Quantitatively, we present next-frame Mean-Square-Error in next-frame prediction mode. A large number of results are available for this test condition. We followed a similar training regime as the original paper, where the sequences are generated on-the-fly. The test scores are reported on a fixed set of 200 sequences to provide a similar comparison with other methods.

PGN [2]0.65 ± 0.11
DTSBN [4]2.79 ± 0.39
SRTRBM [3]3.31 ± 0.33
RTRBM [1, 3]3.88 ± 0.33
LSTM [5]111.09 ± 0.68
ConvLSTM [5]0.58 ± 0.16
Seq2seq ConvLSTM [5]1.34 ± 0.19
Seq2seq ConvLSTM multi-decoder [5]4.55 ± 0.40
Frame t-1 [2]11.86 ± 0.27
Our Results
RSM 2L3.72 ± 0.30
RSM 1L + GAN0.80 ± 0.07
RSM 2L + GAN0.41 ± 0.05
Frame t-111.82 ± 0.27
RSM next-frame prediction error compared to previously reported results on the bouncing-balls video prediction task. The two-layer RSM with GAN rectifier improves on all prior results, despite RSM


Given that ball appearance and interaction dynamics are the same wherever they occur, we used RSM in convolutional mode. We found that two layers yielded better dynamics than one, especially in self-looped mode. The prediction of the next frame is output by the lower RSM layer. The upper RSM layer only influences the lower RSM layer, and does not directly drive the output. All RSM layers use local learning rules.

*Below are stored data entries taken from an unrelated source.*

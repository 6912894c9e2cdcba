use bimap::BiMap;
use num_enum::IntoPrimitive;
use once_cell::sync::Lazy;
use std::collections::HashMap;
use std::fmt::Display;

/// ALU control bits `zx nx zy ny f no`.
/// The second operand is written as `A`; the a-bit of [`Comp`] turns it into `M`.
#[derive(Debug, Clone, Copy, PartialEq, Eq, Hash, IntoPrimitive)]
#[repr(u8)]
pub enum Alu {
    Zero = 0b101010,
    One = 0b111111,
    NegOne = 0b111010,
    D = 0b001100,
    A = 0b110000,
    NotD = 0b001101,
    NotA = 0b110001,
    NegD = 0b001111,
    NegA = 0b110011,
    DPlusOne = 0b011111,
    APlusOne = 0b110111,
    DMinusOne = 0b001110,
    AMinusOne = 0b110010,
    DPlusA = 0b000010,
    DMinusA = 0b010011,
    AMinusD = 0b000111,
    DAndA = 0b000000,
    DOrA = 0b010101,
}

static ALU_STR: Lazy<BiMap<Alu, &'static str>> = Lazy::new(|| {
    let mut map: BiMap<Alu, &'static str> = BiMap::new();
    map.insert(Alu::Zero, "0");
    map.insert(Alu::One, "1");
    map.insert(Alu::NegOne, "-1");
    map.insert(Alu::D, "D");
    map.insert(Alu::A, "A");
    map.insert(Alu::NotD, "!D");
    map.insert(Alu::NotA, "!A");
    map.insert(Alu::NegD, "-D");
    map.insert(Alu::NegA, "-A");
    map.insert(Alu::DPlusOne, "D+1");
    map.insert(Alu::APlusOne, "A+1");
    map.insert(Alu::DMinusOne, "D-1");
    map.insert(Alu::AMinusOne, "A-1");
    map.insert(Alu::DPlusA, "D+A");
    map.insert(Alu::DMinusA, "D-A");
    map.insert(Alu::AMinusD, "A-D");
    map.insert(Alu::DAndA, "D&A");
    map.insert(Alu::DOrA, "D|A");
    map
});

// Commuted spellings of the commutative operations
static ALU_ALIAS: Lazy<HashMap<&'static str, Alu>> = Lazy::new(|| {
    let mut map: HashMap<&'static str, Alu> = HashMap::new();
    map.insert("A+D", Alu::DPlusA);
    map.insert("A&D", Alu::DAndA);
    map.insert("A|D", Alu::DOrA);
    map
});

impl Alu {
    /// Looks up an A-spelled computation such as `D+A` or `A&D`.
    pub fn parse(s: &str) -> Option<Alu> {
        ALU_STR
            .get_by_right(s)
            .or_else(|| ALU_ALIAS.get(s))
            .copied()
    }

    pub fn format(&self) -> &'static str {
        ALU_STR.get_by_left(self).copied().unwrap_or("?")
    }

    pub fn bits(self) -> u16 {
        u8::from(self) as u16
    }
}

/// A full computation: ALU bits plus the a-bit selecting `A` or `M`.
#[derive(Debug, Clone, Copy, PartialEq, Eq, Hash)]
pub struct Comp {
    pub alu: Alu,
    pub mem: bool,
}

impl Comp {
    pub fn new(alu: Alu, mem: bool) -> Self {
        Comp { alu, mem }
    }

    /// `M`-spelled computations are normalized to their `A` spelling and
    /// flagged with the a-bit. Mixing `A` and `M` in one computation is rejected.
    pub fn parse(s: &str) -> Option<Comp> {
        if s.contains('M') {
            if s.contains('A') {
                return None;
            }
            let alu = Alu::parse(&s.replace('M', "A"))?;
            Some(Comp::new(alu, true))
        } else {
            Some(Comp::new(Alu::parse(s)?, false))
        }
    }

    /// Seven bits `a c1 c2 c3 c4 c5 c6`.
    pub fn bits(&self) -> u16 {
        ((self.mem as u16) << 6) | self.alu.bits()
    }
}

impl Display for Comp {
    fn fmt(&self, f: &mut std::fmt::Formatter<'_>) -> std::fmt::Result {
        if self.mem {
            write!(f, "{}", self.alu.format().replace('A', "M"))
        } else {
            write!(f, "{}", self.alu.format())
        }
    }
}
use crate::error::Error;

const ADDR_BEGIN: char = '@';
const LABEL_BEGIN: char = '(';
const LABEL_END: char = ')';
const DEST_SEP: char = '=';
const JUMP_SEP: char = ';';

// ----------------------------------------------------------------------------
// Label

/// Name of a `(NAME)` label definition. The name itself is not validated.
pub fn label_name(code: &str) -> Option<&str> {
    code.strip_prefix(LABEL_BEGIN)
        .and_then(|rest| rest.strip_suffix(LABEL_END))
        .filter(|name| !name.is_empty())
}

// ----------------------------------------------------------------------------
// Statement

#[derive(Debug, Clone, PartialEq, Eq)]
pub enum Stmt<'a> {
    /// `@value`
    Addr(Imm<'a>),
    /// `dest=comp;jump`, dest and jump optional
    Comp {
        dest: Option<&'a str>,
        comp: &'a str,
        jump: Option<&'a str>,
    },
}

impl<'a> Stmt<'a> {
    pub fn parse(code: &'a str) -> Result<Stmt<'a>, Error> {
        match code.strip_prefix(ADDR_BEGIN) {
            Some(operand) => Ok(Stmt::Addr(Imm::parse(operand)?)),
            None => {
                let (dest, comp, jump) = split_fields(code)?;
                Ok(Stmt::Comp { dest, comp, jump })
            }
        }
    }
}

// ----------------------------------------------------------------------------
// Immediate

#[derive(Debug, Clone, PartialEq, Eq)]
pub enum Imm<'a> {
    Literal(u16),
    Ident(&'a str),
}

impl<'a> Imm<'a> {
    fn parse(s: &'a str) -> Result<Imm<'a>, Error> {
        let operand = || format!("{}{}", ADDR_BEGIN, s);
        match s.chars().next() {
            None => Err(Error::MalformedInstruction(operand())),
            Some(head) if head.is_ascii_digit() => {
                if !s.chars().all(|c| c.is_ascii_digit()) {
                    return Err(Error::InvalidSymbol(s.to_string()));
                }
                match s.parse::<u16>() {
                    Ok(v) if v <= arch::inst::ADDR_MAX => Ok(Imm::Literal(v)),
                    _ => Err(Error::AddressOverflow(s.to_string())),
                }
            }
            Some(_) => {
                if s.chars().all(is_symbol_char) {
                    Ok(Imm::Ident(s))
                } else {
                    Err(Error::InvalidSymbol(s.to_string()))
                }
            }
        }
    }
}

fn is_symbol_char(c: char) -> bool {
    c.is_ascii_alphanumeric() || matches!(c, '_' | '.' | '$' | ':')
}

// ----------------------------------------------------------------------------
// Field splitting

#[derive(Debug, Clone, Copy, PartialEq, Eq)]
enum Field {
    Comp,
    Jump,
}

/// Splits a compute instruction into `(dest, comp, jump)`.
///
/// The first `=` ends the dest field and must come before any `;`.
/// The first `;` starts the jump field. Any further separator, or an empty
/// field next to a separator, makes the instruction malformed.
fn split_fields(code: &str) -> Result<(Option<&str>, &str, Option<&str>), Error> {
    let malformed = || Error::MalformedInstruction(code.to_string());

    let mut field = Field::Comp;
    let mut dest = None;
    let mut comp_start = 0;
    let mut comp_end = code.len();
    let mut jump = None;

    for (i, c) in code.char_indices() {
        match (field, c) {
            (Field::Comp, DEST_SEP) => {
                if dest.is_some() {
                    return Err(malformed());
                }
                dest = Some(&code[..i]);
                comp_start = i + 1;
            }
            (Field::Comp, JUMP_SEP) => {
                comp_end = i;
                jump = Some(&code[i + 1..]);
                field = Field::Jump;
            }
            (Field::Jump, DEST_SEP | JUMP_SEP) => return Err(malformed()),
            _ => {}
        }
    }

    let comp = &code[comp_start..comp_end];
    let empty = |f: Option<&str>| f.map_or(false, str::is_empty);
    if comp.is_empty() || empty(dest) || empty(jump) {
        return Err(malformed());
    }
    Ok((dest, comp, jump))
}

#[cfg(test)]
mod tests {
    use super::*;

    #[test]
    fn labels() {
        assert_eq!(label_name("(LOOP)"), Some("LOOP"));
        assert_eq!(label_name("(ponggame.0)"), Some("ponggame.0"));
        assert_eq!(label_name("()"), None);
        assert_eq!(label_name("(LOOP"), None);
        assert_eq!(label_name("@LOOP"), None);
    }

    #[test]
    fn address_operands() {
        assert_eq!(Stmt::parse("@5").unwrap(), Stmt::Addr(Imm::Literal(5)));
        assert_eq!(Stmt::parse("@0").unwrap(), Stmt::Addr(Imm::Literal(0)));
        assert_eq!(Stmt::parse("@32767").unwrap(), Stmt::Addr(Imm::Literal(32767)));
        assert_eq!(Stmt::parse("@i").unwrap(), Stmt::Addr(Imm::Ident("i")));
        assert_eq!(
            Stmt::parse("@Main.fib$ret:1").unwrap(),
            Stmt::Addr(Imm::Ident("Main.fib$ret:1"))
        );
    }

    #[test]
    fn bad_address_operands() {
        assert!(matches!(Stmt::parse("@32768"), Err(Error::AddressOverflow(_))));
        assert!(matches!(Stmt::parse("@99999999"), Err(Error::AddressOverflow(_))));
        assert!(matches!(Stmt::parse("@"), Err(Error::MalformedInstruction(s)) if s == "@"));
        assert!(matches!(Stmt::parse("@1x"), Err(Error::InvalidSymbol(s)) if s == "1x"));
        assert!(matches!(Stmt::parse("@a-b"), Err(Error::InvalidSymbol(_))));
    }

    macro_rules! test_split {
        ($name:ident, $code:expr, $dest:expr, $comp:expr, $jump:expr) => {
            #[test]
            fn $name() {
                assert_eq!(
                    Stmt::parse($code).unwrap(),
                    Stmt::Comp {
                        dest: $dest,
                        comp: $comp,
                        jump: $jump
                    }
                );
            }
        };
    }

    test_split!(split_comp_only, "D+1", None, "D+1", None);
    test_split!(split_dest_comp, "D=D+1", Some("D"), "D+1", None);
    test_split!(split_comp_jump, "0;JMP", None, "0", Some("JMP"));
    test_split!(split_all, "MD=D-M;JLE", Some("MD"), "D-M", Some("JLE"));

    #[test]
    fn malformed_shapes() {
        for code in ["A=D=M", "D;JGT;JMP", "D;A=JMP", "=D", "D=", "D;", ";JMP", "M=;JMP", ""] {
            assert!(
                matches!(Stmt::parse(code), Err(Error::MalformedInstruction(_))),
                "code: {:?}",
                code
            );
        }
    }
}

We added a Generative Adversarial Network (GAN) to “improve” the predictions output by RSM. The reason this is necessary is that RSM predicts “average” pixel values for the next frame, covering all the uncertainty. When fed back in, these “smoothed” predictions become increasingly uncertain (i.e. blurred appearance) and then break down – the training regime is simply not well suited to self-looped operation.

In natural language processing, a stream of generated text may be produced from a prediction by choosing the next word randomly, in proportion to words’ probability in the prediction distribution. We don’t feed in interpolated words that are a mix of words! We pick just one. 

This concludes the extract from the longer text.